As cases and deaths rose earlier this spring in New York, Los Angeles and Chicago, the country’s three largest cities, the outlook seemed much better in Houston, the fourth largest.
But this month, as new case reports plummeted around New York City and Chicago, they exploded around Houston. More than 1,100 new infections were reported both Friday and Saturday in Harris County, which includes most of Houston, by far the two highest daily totals there. Public health experts in Texas warned of a dire outlook. Houston’s mayor, Sylvester Turner, pleaded with residents to wear masks.

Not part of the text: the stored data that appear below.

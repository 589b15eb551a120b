// This software is released under the MIT license.
// See file LICENSE for full license details.
use std::fs::File;
use std::io::{BufWriter, Write};
use std::path::Path;

use anyhow::Context;
use serde::Serialize;

use crate::barcode::BarcodeWhitelist;

///////////////////////////////
/// What happened to one input record
#[derive(Clone, Copy, Debug, PartialEq, Eq)]
pub enum ReadOutcome {
    Matched { edit_distance: u32 },
    Unmatched,
    Ambiguous,
    TooShort,
    Malformed,
}

///////////////////////////////
/// Counters for one input file, or the total over all files
#[derive(Clone, Debug, PartialEq, Eq)]
pub struct FileStats {
    pub name: String,
    pub total_reads: u64,
    pub matched: u64,
    pub unmatched: u64,
    pub ambiguous: u64,
    pub too_short: u64,
    pub malformed: u64,
    /// Matched reads per edit distance, 0..=max_dist
    pub dist_hist: Vec<u64>,
}

impl FileStats {
    pub fn new(name: impl Into<String>, max_dist: usize) -> FileStats {
        FileStats {
            name: name.into(),
            total_reads: 0,
            matched: 0,
            unmatched: 0,
            ambiguous: 0,
            too_short: 0,
            malformed: 0,
            dist_hist: vec![0; max_dist + 1],
        }
    }

    pub fn add_outcome(&mut self, outcome: ReadOutcome) {
        self.total_reads += 1;
        match outcome {
            ReadOutcome::Matched { edit_distance } => {
                self.matched += 1;
                self.dist_hist[edit_distance as usize] += 1;
            }
            ReadOutcome::Unmatched => self.unmatched += 1,
            ReadOutcome::Ambiguous => self.ambiguous += 1,
            ReadOutcome::TooShort => self.too_short += 1,
            ReadOutcome::Malformed => self.malformed += 1,
        }
    }

    ///////////////////////////////
    /// Add the counters of another file into this one
    pub fn add(&mut self, other: &FileStats) {
        self.total_reads += other.total_reads;
        self.matched += other.matched;
        self.unmatched += other.unmatched;
        self.ambiguous += other.ambiguous;
        self.too_short += other.too_short;
        self.malformed += other.malformed;
        for (a, b) in self.dist_hist.iter_mut().zip(other.dist_hist.iter()) {
            *a += b;
        }
    }

    pub fn write_block<W: Write>(&self, out: &mut W) -> std::io::Result<()> {
        writeln!(out, "=== {} ===", self.name)?;
        writeln!(out, "total_reads: {}", self.total_reads)?;
        writeln!(out, "matched: {}", self.matched)?;
        writeln!(out, "unmatched: {}", self.unmatched)?;
        writeln!(out, "ambiguous: {}", self.ambiguous)?;
        writeln!(out, "too_short: {}", self.too_short)?;
        writeln!(out, "malformed: {}", self.malformed)?;
        for (k, n) in self.dist_hist.iter().enumerate() {
            writeln!(out, "dist{}: {}", k, n)?;
        }
        Ok(())
    }
}

///////////////////////////////
/// Statistics of a complete run: one entry per input file, in processing order, plus the total
#[derive(Clone, Debug, PartialEq, Eq)]
pub struct RunSummary {
    pub files: Vec<FileStats>,
    pub total: FileStats,
}

impl RunSummary {
    pub fn new(files: Vec<FileStats>, max_dist: usize) -> RunSummary {
        let mut total = FileStats::new("TOTAL", max_dist);
        for f in &files {
            total.add(f);
        }
        RunSummary { files, total }
    }

    ///////////////////////////////
    /// Write the human-readable summary, replacing any earlier file
    pub fn write_file(&self, path: &Path) -> anyhow::Result<()> {
        let file = File::create(path)
            .with_context(|| format!("Could not create stats file {}", path.display()))?;
        let mut out = BufWriter::new(file);
        for block in self.files.iter().chain(std::iter::once(&self.total)) {
            block
                .write_block(&mut out)
                .with_context(|| format!("Could not write stats file {}", path.display()))?;
        }
        let file = out
            .into_inner()
            .map_err(|e| e.into_error())
            .with_context(|| format!("Could not write stats file {}", path.display()))?;
        file.sync_all()?;
        Ok(())
    }
}

#[derive(Debug, Serialize)]
struct BarcodeCountRow<'a> {
    barcode: &'a str,
    count: u64,
}

///////////////////////////////
/// Number of emitted reads per reference barcode
#[derive(Clone, Debug, PartialEq, Eq)]
pub struct BarcodeHistogram {
    counts: Vec<u64>,
}

impl BarcodeHistogram {
    pub fn new(num_barcodes: usize) -> BarcodeHistogram {
        BarcodeHistogram {
            counts: vec![0; num_barcodes],
        }
    }

    pub fn inc(&mut self, barcode_idx: u32) {
        self.counts[barcode_idx as usize] += 1;
    }

    pub fn get(&self, barcode_idx: u32) -> u64 {
        self.counts[barcode_idx as usize]
    }

    pub fn total(&self) -> u64 {
        self.counts.iter().sum()
    }

    ///////////////////////////////
    /// Write barcodes with at least one read as TSV, in reference order
    pub fn write(&self, path: &Path, whitelist: &BarcodeWhitelist) -> anyhow::Result<()> {
        let mut writer = csv::WriterBuilder::new()
            .delimiter(b'\t')
            .from_path(path)
            .with_context(|| format!("Could not open barcode count file {}", path.display()))?;

        for (bc, &count) in whitelist.barcodes().iter().zip(self.counts.iter()) {
            if count == 0 {
                continue;
            }
            //Barcodes are validated as ACGT on load
            let barcode = std::str::from_utf8(bc).context("Barcode is not valid text")?;
            writer.serialize(BarcodeCountRow { barcode, count })?;
        }
        writer
            .flush()
            .with_context(|| format!("Could not write barcode count file {}", path.display()))?;
        Ok(())
    }
}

“The numbers are only getting worse,” said Lina Hidalgo, Harris County’s top elected official, who spoke of “significant, uncontrolled spread” of the virus and “very disturbing trends” in hospitalizations. “It is so crucial that all of us modify our behaviors, because that is the only thing that is going to keep us from going into a crisis.”

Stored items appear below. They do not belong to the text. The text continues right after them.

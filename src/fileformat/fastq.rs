// This software is released under the MIT license.
// See file LICENSE for full license details.
use std::fs::File;
use std::io::{BufRead, BufReader, Read};
use std::path::{Path, PathBuf};

use anyhow::Context;
use log::{debug, trace};
use walkdir::WalkDir;

use crate::runtime::Error;

const U8_CHAR_RECORD: u8 = b'@';
const U8_CHAR_SEPARATOR: u8 = b'+';

///////////////////////////////
/// One FASTQ read. The id is the header line without the leading '@'
#[derive(Clone, Debug, PartialEq, Eq)]
pub struct FastqRecord {
    pub id: Vec<u8>,
    pub seq: Vec<u8>,
    pub qual: Vec<u8>,
}

#[derive(Clone, Copy, Debug, PartialEq, Eq)]
pub enum MalformedReason {
    MissingHeader,
    MissingSeparator,
    InvalidBase,
    LengthMismatch,
    Truncated,
}

#[derive(Clone, Debug, PartialEq, Eq)]
pub enum ParsedRecord {
    Valid(FastqRecord),
    Malformed { line: u64, reason: MalformedReason },
}

pub type FastqFileParser = FastqParser<BufReader<Box<dyn Read>>>;

///////////////////////////////
/// Check if a file name follows the FASTQ naming convention
pub fn is_fastq_filename(name: &str) -> bool {
    name.ends_with(".fastq.gz")
        | name.ends_with(".fq.gz")
        | name.ends_with(".fastq")
        | name.ends_with(".fq")
}

///////////////////////////////
/// List the FASTQ files directly inside a directory, in lexicographic order of file name
pub fn list_fastq_files(dir: &Path) -> anyhow::Result<Vec<PathBuf>> {
    if !dir.exists() {
        return Err(Error::file_not_found(dir).into());
    }
    if !dir.is_dir() {
        return Err(Error::file_not_valid(dir, Some("expected a directory of FASTQ files")).into());
    }

    let mut files = Vec::new();
    for entry in WalkDir::new(dir)
        .min_depth(1)
        .max_depth(1)
        .follow_links(true)
        .sort_by_file_name()
    {
        let entry = entry.with_context(|| format!("Could not list directory {}", dir.display()))?;
        if !entry.file_type().is_file() {
            continue;
        }
        if is_fastq_filename(&entry.file_name().to_string_lossy()) {
            files.push(entry.into_path());
        } else {
            debug!("Ignoring non-FASTQ file {}", entry.path().display());
        }
    }
    Ok(files)
}

///////////////////////////////
/// Open a FASTQ file, decompressing it if needed
pub fn open_fastq(path: &Path) -> anyhow::Result<FastqFileParser> {
    let file = File::open(path).with_context(|| format!("Could not open fastq file {}", path.display()))?;
    let (reader, compression) = match niffler::get_reader(Box::new(file)) {
        Ok(opened) => opened,
        Err(niffler::Error::FileTooShort) => {
            //Too few bytes to sniff a format; at most a broken record, so read as plain text
            let file = File::open(path)
                .with_context(|| format!("Could not open fastq file {}", path.display()))?;
            (Box::new(file) as Box<dyn Read>, niffler::compression::Format::No)
        }
        Err(e) => {
            return Err(e).with_context(|| format!("Could not open fastq file {}", path.display()))
        }
    };

    debug!("Opened file {} with compression {:?}", path.display(), compression);
    Ok(FastqParser::new(BufReader::with_capacity(1 << 20, reader)))
}

///////////////////////////////
/// Four-line FASTQ parser that reports broken records instead of failing on them.
///
/// Each record consumes exactly four lines; blank lines between records are skipped. Only I/O
/// errors are returned as errors.
pub struct FastqParser<R: BufRead> {
    reader: R,
    line: u64,
    lines: [Vec<u8>; 4],
}

impl<R: BufRead> FastqParser<R> {
    pub fn new(reader: R) -> FastqParser<R> {
        FastqParser {
            reader,
            line: 0,
            lines: Default::default(),
        }
    }

    ///////////////////////////////
    /// Read one line into the given slot, without line terminator. Returns false at end of file
    fn read_line(&mut self, slot: usize) -> std::io::Result<bool> {
        let buf = &mut self.lines[slot];
        buf.clear();
        if self.reader.read_until(b'\n', buf)? == 0 {
            return Ok(false);
        }
        self.line += 1;
        if buf.last() == Some(&b'\n') {
            buf.pop();
        }
        if buf.last() == Some(&b'\r') {
            buf.pop();
        }
        Ok(true)
    }

    fn next_record(&mut self) -> std::io::Result<Option<ParsedRecord>> {
        //Header, skipping blank lines
        loop {
            if !self.read_line(0)? {
                return Ok(None);
            }
            if !self.lines[0].is_empty() {
                break;
            }
        }
        let line = self.line;

        for slot in 1..4 {
            if !self.read_line(slot)? {
                return Ok(Some(malformed(line, MalformedReason::Truncated)));
            }
        }

        let [header, seq, sep, qual] = &self.lines;
        if header.first() != Some(&U8_CHAR_RECORD) {
            return Ok(Some(malformed(line, MalformedReason::MissingHeader)));
        }
        if sep.first() != Some(&U8_CHAR_SEPARATOR) {
            return Ok(Some(malformed(line, MalformedReason::MissingSeparator)));
        }
        if seq.len() != qual.len() {
            return Ok(Some(malformed(line, MalformedReason::LengthMismatch)));
        }
        if !seq.iter().all(|c| matches!(c, b'A' | b'C' | b'G' | b'T' | b'N')) {
            return Ok(Some(malformed(line, MalformedReason::InvalidBase)));
        }

        Ok(Some(ParsedRecord::Valid(FastqRecord {
            id: header[1..].to_vec(),
            seq: seq.clone(),
            qual: qual.clone(),
        })))
    }
}

fn malformed(line: u64, reason: MalformedReason) -> ParsedRecord {
    trace!("Malformed FASTQ record at line {}: {:?}", line, reason);
    ParsedRecord::Malformed { line, reason }
}

impl<R: BufRead> Iterator for FastqParser<R> {
    type Item = std::io::Result<ParsedRecord>;

    fn next(&mut self) -> Option<Self::Item> {
        self.next_record().transpose()
    }
}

For now, at least, Houston is faring better than its three larger peers. Its per capita infection rate is far lower than that of New York City; Los Angeles County, Calif.;and Cook County, Ill., which includes Chicago. Cook County, which is slightly larger than Harris County, has four times as many cases and 13 times as many deaths.
Still, the trends are alarming across most of Texas, where the economy began to reopen in early May. The state’s testing positivity rate is now approaching 9 percent, up about four percentage points from a month ago. More than 3,200 coronavirus patients are hospitalized statewide, the highest number yet, though many more hospital beds remain available. And in the Dallas area, one of several places seeing huge case growth, residents will soon be required to wear masks at businesses.